_PROBLEM DETAILS_
Return, word for word, the lines of the listing below from the one with "filename src/catalog.rs" through the one with "pub fn keys(&self)", and no other lines.

════════════════════

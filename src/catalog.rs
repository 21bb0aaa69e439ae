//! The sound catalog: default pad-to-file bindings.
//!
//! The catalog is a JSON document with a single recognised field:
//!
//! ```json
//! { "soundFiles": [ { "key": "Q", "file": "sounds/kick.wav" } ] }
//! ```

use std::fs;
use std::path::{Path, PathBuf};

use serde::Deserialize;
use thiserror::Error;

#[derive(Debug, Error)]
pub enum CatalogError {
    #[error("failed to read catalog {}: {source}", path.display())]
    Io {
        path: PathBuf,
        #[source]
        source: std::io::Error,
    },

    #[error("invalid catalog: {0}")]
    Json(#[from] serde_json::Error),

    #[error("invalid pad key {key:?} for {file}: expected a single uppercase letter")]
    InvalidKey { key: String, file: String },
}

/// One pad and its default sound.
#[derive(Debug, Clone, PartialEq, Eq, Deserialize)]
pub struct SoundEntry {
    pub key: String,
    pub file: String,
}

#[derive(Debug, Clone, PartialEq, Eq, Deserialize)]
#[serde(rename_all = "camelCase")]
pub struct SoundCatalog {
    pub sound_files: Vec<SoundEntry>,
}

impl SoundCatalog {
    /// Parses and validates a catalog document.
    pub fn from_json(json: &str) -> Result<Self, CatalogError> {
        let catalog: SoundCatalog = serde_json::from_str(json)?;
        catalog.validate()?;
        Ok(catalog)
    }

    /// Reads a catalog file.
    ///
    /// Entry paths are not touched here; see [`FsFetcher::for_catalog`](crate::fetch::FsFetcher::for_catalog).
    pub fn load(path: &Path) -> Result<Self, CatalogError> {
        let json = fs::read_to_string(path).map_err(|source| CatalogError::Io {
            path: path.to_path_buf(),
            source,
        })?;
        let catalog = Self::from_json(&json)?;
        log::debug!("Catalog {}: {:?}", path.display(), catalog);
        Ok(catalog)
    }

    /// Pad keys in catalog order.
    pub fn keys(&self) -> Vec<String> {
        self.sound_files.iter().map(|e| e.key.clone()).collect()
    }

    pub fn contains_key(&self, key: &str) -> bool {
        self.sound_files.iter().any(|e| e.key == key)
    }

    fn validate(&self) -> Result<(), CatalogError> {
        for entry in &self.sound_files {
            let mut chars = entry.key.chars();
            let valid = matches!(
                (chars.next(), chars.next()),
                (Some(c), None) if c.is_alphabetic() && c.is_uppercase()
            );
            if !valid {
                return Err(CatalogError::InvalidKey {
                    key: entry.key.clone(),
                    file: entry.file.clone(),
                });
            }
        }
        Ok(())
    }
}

════════════════════

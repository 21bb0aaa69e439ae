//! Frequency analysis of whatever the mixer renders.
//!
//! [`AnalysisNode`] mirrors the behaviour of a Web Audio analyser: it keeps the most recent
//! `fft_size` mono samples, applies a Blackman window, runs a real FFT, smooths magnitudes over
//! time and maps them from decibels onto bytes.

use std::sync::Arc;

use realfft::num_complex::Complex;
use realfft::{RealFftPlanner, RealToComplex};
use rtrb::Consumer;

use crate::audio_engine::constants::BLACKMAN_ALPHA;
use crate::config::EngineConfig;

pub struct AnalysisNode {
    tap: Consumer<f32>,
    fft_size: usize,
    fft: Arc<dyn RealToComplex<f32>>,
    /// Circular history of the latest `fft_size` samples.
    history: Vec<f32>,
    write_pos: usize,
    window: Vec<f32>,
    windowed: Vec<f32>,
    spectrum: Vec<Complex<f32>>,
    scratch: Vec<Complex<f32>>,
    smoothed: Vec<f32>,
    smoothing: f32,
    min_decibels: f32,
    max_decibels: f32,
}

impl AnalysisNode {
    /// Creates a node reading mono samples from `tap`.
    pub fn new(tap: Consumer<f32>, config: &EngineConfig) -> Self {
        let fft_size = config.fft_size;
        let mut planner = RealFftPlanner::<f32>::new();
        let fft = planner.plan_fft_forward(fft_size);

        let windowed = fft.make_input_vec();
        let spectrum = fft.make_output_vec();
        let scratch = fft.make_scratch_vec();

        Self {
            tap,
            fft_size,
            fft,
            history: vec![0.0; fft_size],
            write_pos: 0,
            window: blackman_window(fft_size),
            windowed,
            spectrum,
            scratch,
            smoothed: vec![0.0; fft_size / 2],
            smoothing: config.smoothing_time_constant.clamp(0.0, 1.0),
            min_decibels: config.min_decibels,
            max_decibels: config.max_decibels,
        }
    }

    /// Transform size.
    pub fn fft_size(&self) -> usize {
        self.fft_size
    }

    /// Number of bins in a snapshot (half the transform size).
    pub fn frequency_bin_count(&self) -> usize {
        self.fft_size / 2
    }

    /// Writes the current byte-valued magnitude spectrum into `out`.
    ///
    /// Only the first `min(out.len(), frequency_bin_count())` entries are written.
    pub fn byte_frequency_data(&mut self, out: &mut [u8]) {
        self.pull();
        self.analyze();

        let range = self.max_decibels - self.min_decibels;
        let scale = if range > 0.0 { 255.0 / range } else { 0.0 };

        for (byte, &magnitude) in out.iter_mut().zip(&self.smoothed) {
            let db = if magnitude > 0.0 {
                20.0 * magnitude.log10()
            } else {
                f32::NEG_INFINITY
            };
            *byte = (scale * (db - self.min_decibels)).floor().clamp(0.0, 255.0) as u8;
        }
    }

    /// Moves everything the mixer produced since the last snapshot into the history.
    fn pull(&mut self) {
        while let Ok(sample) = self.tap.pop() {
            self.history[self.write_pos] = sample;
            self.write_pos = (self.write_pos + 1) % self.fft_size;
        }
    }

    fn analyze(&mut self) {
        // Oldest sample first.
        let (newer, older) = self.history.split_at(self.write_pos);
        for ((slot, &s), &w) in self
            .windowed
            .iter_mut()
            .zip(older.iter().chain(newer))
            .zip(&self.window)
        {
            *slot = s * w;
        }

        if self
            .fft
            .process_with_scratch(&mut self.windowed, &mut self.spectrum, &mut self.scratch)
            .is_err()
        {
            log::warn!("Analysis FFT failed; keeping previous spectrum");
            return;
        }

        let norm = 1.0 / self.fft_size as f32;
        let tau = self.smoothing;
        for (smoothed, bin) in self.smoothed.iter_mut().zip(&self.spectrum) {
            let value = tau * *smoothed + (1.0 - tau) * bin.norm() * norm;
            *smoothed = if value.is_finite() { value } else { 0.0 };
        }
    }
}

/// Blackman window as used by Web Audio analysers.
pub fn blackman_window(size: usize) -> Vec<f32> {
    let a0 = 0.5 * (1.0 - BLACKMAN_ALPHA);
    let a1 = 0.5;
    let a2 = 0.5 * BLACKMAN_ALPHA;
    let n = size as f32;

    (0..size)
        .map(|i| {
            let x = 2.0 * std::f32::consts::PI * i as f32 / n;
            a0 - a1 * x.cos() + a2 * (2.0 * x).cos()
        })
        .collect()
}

════════════════════

_OUTPUT BELOW_
filename src/catalog.rs
repository 21bb0aaa69e439ae
//! The sound catalog: default pad-to-file bindings.
//!
//! The catalog is a JSON document with a single recognised field:
//!
//! ```json
//! { "soundFiles": [ { "key": "Q", "file": "sounds/kick.wav" } ] }
//! ```

use std::fs;
use std::path::{Path, PathBuf};

use serde::Deserialize;
use thiserror::Error;

#[derive(Debug, Error)]
pub enum CatalogError {
    #[error("failed to read catalog {}: {source}", path.display())]
    Io {
        path: PathBuf,
        #[source]
        source: std::io::Error,
    },

    #[error("invalid catalog: {0}")]
    Json(#[from] serde_json::Error),

    #[error("invalid pad key {key:?} for {file}: expected a single uppercase letter")]
    InvalidKey { key: String, file: String },
}

/// One pad and its default sound.
#[derive(Debug, Clone, PartialEq, Eq, Deserialize)]
pub struct SoundEntry {
    pub key: String,
    pub file: String,
}

#[derive(Debug, Clone, PartialEq, Eq, Deserialize)]
#[serde(rename_all = "camelCase")]
pub struct SoundCatalog {
    pub sound_files: Vec<SoundEntry>,
}

impl SoundCatalog {
    /// Parses and validates a catalog document.
    pub fn from_json(json: &str) -> Result<Self, CatalogError> {
        let catalog: SoundCatalog = serde_json::from_str(json)?;
        catalog.validate()?;
        Ok(catalog)
    }

    /// Reads a catalog file.
    ///
    /// Entry paths are not touched here; see [`FsFetcher::for_catalog`](crate::fetch::FsFetcher::for_catalog).
    pub fn load(path: &Path) -> Result<Self, CatalogError> {
        let json = fs::read_to_string(path).map_err(|source| CatalogError::Io {
            path: path.to_path_buf(),
            source,
        })?;
        let catalog = Self::from_json(&json)?;
        log::debug!("Catalog {}: {:?}", path.display(), catalog);
        Ok(catalog)
    }

    /// Pad keys in catalog order.
    pub fn keys(&self) -> Vec<String> {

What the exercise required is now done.